Graphs (and therefore tenants — tenant → named graph → HRW → shard) are routed client-side by rendezvous hashing; an unreachable shard fails loud, and per-shard health is on the gateway's GET /api/dashboard/daemon/shards + agent_utilities_engine_shard_up{endpoint}. Worked single-host 3-shard compose: docker/engine-shards.compose.yml; full semantics (including the manual snapshot migration caveat when re-sharding): engine sharding.

Operate

The agent-webui Fleet Supervisor (/api/fleet/*) is your single pane of glass: per-domain health/error-rates, live topology, one-click pause/kill containment, and the mutation/risk approval queue.

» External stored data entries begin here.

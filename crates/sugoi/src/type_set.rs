//! Sorted, deduplicated sets of type indices and meta entities.
//!
//! Everything that identifies a group is kept sorted so two sets can be
//! compared and diffed with a single merge pass.

use std::{cmp::Ordering, fmt, ops::Deref};

use smallvec::SmallVec;

use crate::{entity::Entity, type_registry::TypeIndex};

/// A sorted set backed by a `SmallVec`.
#[derive(Clone, PartialEq, Eq, Hash)]
pub struct SortedSet<T: Ord + Copy>(SmallVec<[T; 8]>);

/// Owned component types of a group.
pub type TypeSet = SortedSet<TypeIndex>;

/// Meta entities of a group.
pub type MetaSet = SortedSet<Entity>;

impl<T: Ord + Copy> Default for SortedSet<T> {
    fn default() -> Self {
        Self(SmallVec::new())
    }
}

impl<T: Ord + Copy> SortedSet<T> {
    #[must_use]
    pub fn new() -> Self {
        Self::default()
    }

    /// Build a set from a slice that is already sorted and deduplicated.
    #[must_use]
    pub fn from_sorted(items: &[T]) -> Self {
        debug_assert!(
            items.windows(2).all(|w| w[0] < w[1]),
            "set is not sorted"
        );
        Self(SmallVec::from_slice(items))
    }

    #[must_use]
    pub fn as_slice(&self) -> &[T] {
        &self.0
    }

    #[must_use]
    pub fn contains(&self, item: T) -> bool {
        self.0.binary_search(&item).is_ok()
    }

    /// Insert an item, returning `false` if it was already present.
    pub fn insert(&mut self, item: T) -> bool {
        match self.0.binary_search(&item) {
            Ok(_) => false,
            Err(pos) => {
                self.0.insert(pos, item);
                true
            }
        }
    }

    /// Remove an item, returning `false` if it was not present.
    pub fn remove(&mut self, item: T) -> bool {
        match self.0.binary_search(&item) {
            Ok(pos) => {
                self.0.remove(pos);
                true
            }
            Err(_) => false,
        }
    }

    #[must_use]
    pub fn union(&self, other: &Self) -> Self {
        let (a, b) = (self.as_slice(), other.as_slice());
        let mut out = SmallVec::with_capacity(a.len() + b.len());
        let (mut i, mut j) = (0, 0);
        while i < a.len() && j < b.len() {
            match a[i].cmp(&b[j]) {
                Ordering::Less => {
                    out.push(a[i]);
                    i += 1;
                }
                Ordering::Greater => {
                    out.push(b[j]);
                    j += 1;
                }
                Ordering::Equal => {
                    out.push(a[i]);
                    i += 1;
                    j += 1;
                }
            }
        }
        out.extend_from_slice(&a[i..]);
        out.extend_from_slice(&b[j..]);
        Self(out)
    }

    /// Items of `self` that are not in `other`.
    #[must_use]
    pub fn difference(&self, other: &Self) -> Self {
        let b = other.as_slice();
        let mut j = 0;
        let mut out = SmallVec::new();
        for &item in self.as_slice() {
            while j < b.len() && b[j] < item {
                j += 1;
            }
            if j >= b.len() || b[j] != item {
                out.push(item);
            }
        }
        Self(out)
    }

    #[must_use]
    pub fn intersection(&self, other: &Self) -> Self {
        let b = other.as_slice();
        let mut j = 0;
        let mut out = SmallVec::new();
        for &item in self.as_slice() {
            while j < b.len() && b[j] < item {
                j += 1;
            }
            if j < b.len() && b[j] == item {
                out.push(item);
            }
        }
        Self(out)
    }

    /// Check if every item of `self` is in `other`.
    #[must_use]
    pub fn is_subset(&self, other: &Self) -> bool {
        is_subset(self.as_slice(), other.as_slice())
    }

    /// Check if `self` and `other` share at least one item.
    #[must_use]
    pub fn intersects(&self, other: &Self) -> bool {
        intersects(self.as_slice(), other.as_slice())
    }
}

impl<T: Ord + Copy> Deref for SortedSet<T> {
    type Target = [T];

    fn deref(&self) -> &[T] {
        &self.0
    }
}

impl<T: Ord + Copy> FromIterator<T> for SortedSet<T> {
    fn from_iter<I: IntoIterator<Item = T>>(iter: I) -> Self {
        let mut items: SmallVec<[T; 8]> = iter.into_iter().collect();
        items.sort_unstable();
        items.dedup();
        Self(items)
    }
}

impl<T: Ord + Copy, const N: usize> From<[T; N]> for SortedSet<T> {
    fn from(items: [T; N]) -> Self {
        items.into_iter().collect()
    }
}

impl<'a, T: Ord + Copy> IntoIterator for &'a SortedSet<T> {
    type Item = &'a T;
    type IntoIter = std::slice::Iter<'a, T>;

    fn into_iter(self) -> Self::IntoIter {
        self.0.iter()
    }
}

impl<T: Ord + Copy + fmt::Debug> fmt::Debug for SortedSet<T> {
    fn fmt(&self, f: &mut fmt::Formatter<'_>) -> fmt::Result {
        f.debug_set().entries(self.0.iter()).finish()
    }
}

/// Sorted-merge subset test: every item of `a` is in `b`.
///
/// Both slices must be sorted ascending.
#[must_use]
pub fn is_subset<T: Ord>(a: &[T], b: &[T]) -> bool {
    if a.len() > b.len() {
        return false;
    }
    let mut j = 0;
    for item in a {
        while j < b.len() && b[j] < *item {
            j += 1;
        }
        if j >= b.len() || b[j] != *item {
            return false;
        }
        j += 1;
    }
    true
}

/// Sorted-merge intersection test.
///
/// Both slices must be sorted ascending.
#[must_use]
pub fn intersects<T: Ord>(a: &[T], b: &[T]) -> bool {
    let (mut i, mut j) = (0, 0);
    while i < a.len() && j < b.len() {
        match a[i].cmp(&b[j]) {
            Ordering::Less => i += 1,
            Ordering::Greater => j += 1,
            Ordering::Equal => return true,
        }
    }
    false
}

/// The key of a group: owned types plus meta entities.
#[derive(Clone, Default, PartialEq, Eq, Hash)]
pub struct EntityType {
    pub types: TypeSet,
    pub meta: MetaSet,
}

impl EntityType {
    #[must_use]
    pub fn new(types: TypeSet, meta: MetaSet) -> Self {
        Self { types, meta }
    }

    /// An entity type with the given owned types and no meta entities.
    #[must_use]
    pub fn of(types: &[TypeIndex]) -> Self {
        Self {
            types: types.iter().copied().collect(),
            meta: MetaSet::new(),
        }
    }

    #[must_use]
    pub fn with(mut self, ty: TypeIndex) -> Self {
        self.types.insert(ty);
        self
    }

    #[must_use]
    pub fn without(mut self, ty: TypeIndex) -> Self {
        self.types.remove(ty);
        self
    }

    #[must_use]
    pub fn with_meta(mut self, meta: Entity) -> Self {
        self.meta.insert(meta);
        self
    }

    #[must_use]
    pub fn without_meta(mut self, meta: Entity) -> Self {
        self.meta.remove(meta);
        self
    }

    /// `(self ∪ added) \ removed`, applied to both types and meta.
    #[must_use]
    pub fn apply(&self, delta: &DeltaType) -> Self {
        Self {
            types: self
                .types
                .union(&delta.added.types)
                .difference(&delta.removed.types),
            meta: self
                .meta
                .union(&delta.added.meta)
                .difference(&delta.removed.meta),
        }
    }
}

impl fmt::Debug for EntityType {
    fn fmt(&self, f: &mut fmt::Formatter<'_>) -> fmt::Result {
        if self.meta.is_empty() {
            write!(f, "{:?}", self.types)
        } else {
            write!(f, "{:?} meta {:?}", self.types, self.meta)
        }
    }
}

/// A structural change: types and meta entities to add and remove.
#[derive(Clone, Debug, Default, PartialEq, Eq)]
pub struct DeltaType {
    pub added: EntityType,
    pub removed: EntityType,
}

impl DeltaType {
    #[must_use]
    pub fn new() -> Self {
        Self::default()
    }

    #[must_use]
    pub fn add(mut self, ty: TypeIndex) -> Self {
        self.added.types.insert(ty);
        self
    }

    #[must_use]
    pub fn remove(mut self, ty: TypeIndex) -> Self {
        self.removed.types.insert(ty);
        self
    }

    #[must_use]
    pub fn add_meta(mut self, meta: Entity) -> Self {
        self.added.meta.insert(meta);
        self
    }

    #[must_use]
    pub fn remove_meta(mut self, meta: Entity) -> Self {
        self.removed.meta.insert(meta);
        self
    }

    /// The delta that undoes this one.
    #[must_use]
    pub fn inverse(&self) -> Self {
        Self {
            added: self.removed.clone(),
            removed: self.added.clone(),
        }
    }
}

To let the platform operate on itself — golden loop, failure-driven evolution, the desired-state fleet reconciler (FLEET_RECONCILER + a real FLEET_ACTUATOR), the replica autoscaler (FLEET_AUTOSCALER), ActionPolicy postures, and the POST /api/fleet/events monitoring webhook (FLEET_EVENTS_TOKEN) — follow rung (e) of the ladder. The shipped defaults are deliberately inert: FLEET_ACTUATOR=dryrun and an ActionPolicy that queues every mutating action for human approval.